ASSIGNMENT
Copy exactly, and copy only, the lines from the one bearing "use std::collections::HashSet;" through the final line of the records.

INPUT DATA
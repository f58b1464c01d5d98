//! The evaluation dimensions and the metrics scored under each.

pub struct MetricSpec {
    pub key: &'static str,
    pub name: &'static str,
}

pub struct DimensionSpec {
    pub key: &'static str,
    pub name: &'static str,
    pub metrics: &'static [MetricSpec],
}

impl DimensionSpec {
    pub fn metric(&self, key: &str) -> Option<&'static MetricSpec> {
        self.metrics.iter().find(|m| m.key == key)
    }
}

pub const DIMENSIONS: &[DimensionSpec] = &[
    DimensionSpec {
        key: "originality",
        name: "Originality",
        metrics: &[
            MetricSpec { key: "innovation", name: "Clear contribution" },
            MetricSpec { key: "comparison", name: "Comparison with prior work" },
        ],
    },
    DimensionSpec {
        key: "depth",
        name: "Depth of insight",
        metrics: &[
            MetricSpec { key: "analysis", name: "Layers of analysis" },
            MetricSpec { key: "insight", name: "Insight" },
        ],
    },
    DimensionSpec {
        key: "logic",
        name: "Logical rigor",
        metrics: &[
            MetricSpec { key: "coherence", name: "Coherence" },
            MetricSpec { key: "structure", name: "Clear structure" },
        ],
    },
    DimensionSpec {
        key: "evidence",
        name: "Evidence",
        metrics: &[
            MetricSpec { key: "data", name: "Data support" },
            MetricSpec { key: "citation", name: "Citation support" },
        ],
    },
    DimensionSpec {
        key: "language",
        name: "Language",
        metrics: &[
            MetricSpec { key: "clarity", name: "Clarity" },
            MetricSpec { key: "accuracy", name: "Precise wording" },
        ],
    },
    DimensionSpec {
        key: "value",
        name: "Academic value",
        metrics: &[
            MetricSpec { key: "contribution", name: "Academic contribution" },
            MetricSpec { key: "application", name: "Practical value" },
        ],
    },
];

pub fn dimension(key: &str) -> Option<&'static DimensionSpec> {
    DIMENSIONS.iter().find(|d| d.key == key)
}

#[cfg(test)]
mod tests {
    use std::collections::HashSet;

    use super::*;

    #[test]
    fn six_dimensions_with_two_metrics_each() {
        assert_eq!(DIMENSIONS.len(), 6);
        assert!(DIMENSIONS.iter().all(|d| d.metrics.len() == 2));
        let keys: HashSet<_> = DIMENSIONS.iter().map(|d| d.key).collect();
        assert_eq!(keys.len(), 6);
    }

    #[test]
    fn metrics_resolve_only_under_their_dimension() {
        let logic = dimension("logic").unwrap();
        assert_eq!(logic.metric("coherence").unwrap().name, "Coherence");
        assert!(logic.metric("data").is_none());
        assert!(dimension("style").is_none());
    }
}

OUTPUT FOR THIS TASK
    use std::collections::HashSet;

    use super::*;

    #[test]
    fn six_dimensions_with_two_metrics_each() {
        assert_eq!(DIMENSIONS.len(), 6);
        assert!(DIMENSIONS.iter().all(|d| d.metrics.len() == 2));
        let keys: HashSet<_> = DIMENSIONS.iter().map(|d| d.key).collect();
        assert_eq!(keys.len(), 6);
    }

    #[test]
    fn metrics_resolve_only_under_their_dimension() {
        let logic = dimension("logic").unwrap();
        assert_eq!(logic.metric("coherence").unwrap().name, "Coherence");
        assert!(logic.metric("data").is_none());
        assert!(dimension("style").is_none());
    }
}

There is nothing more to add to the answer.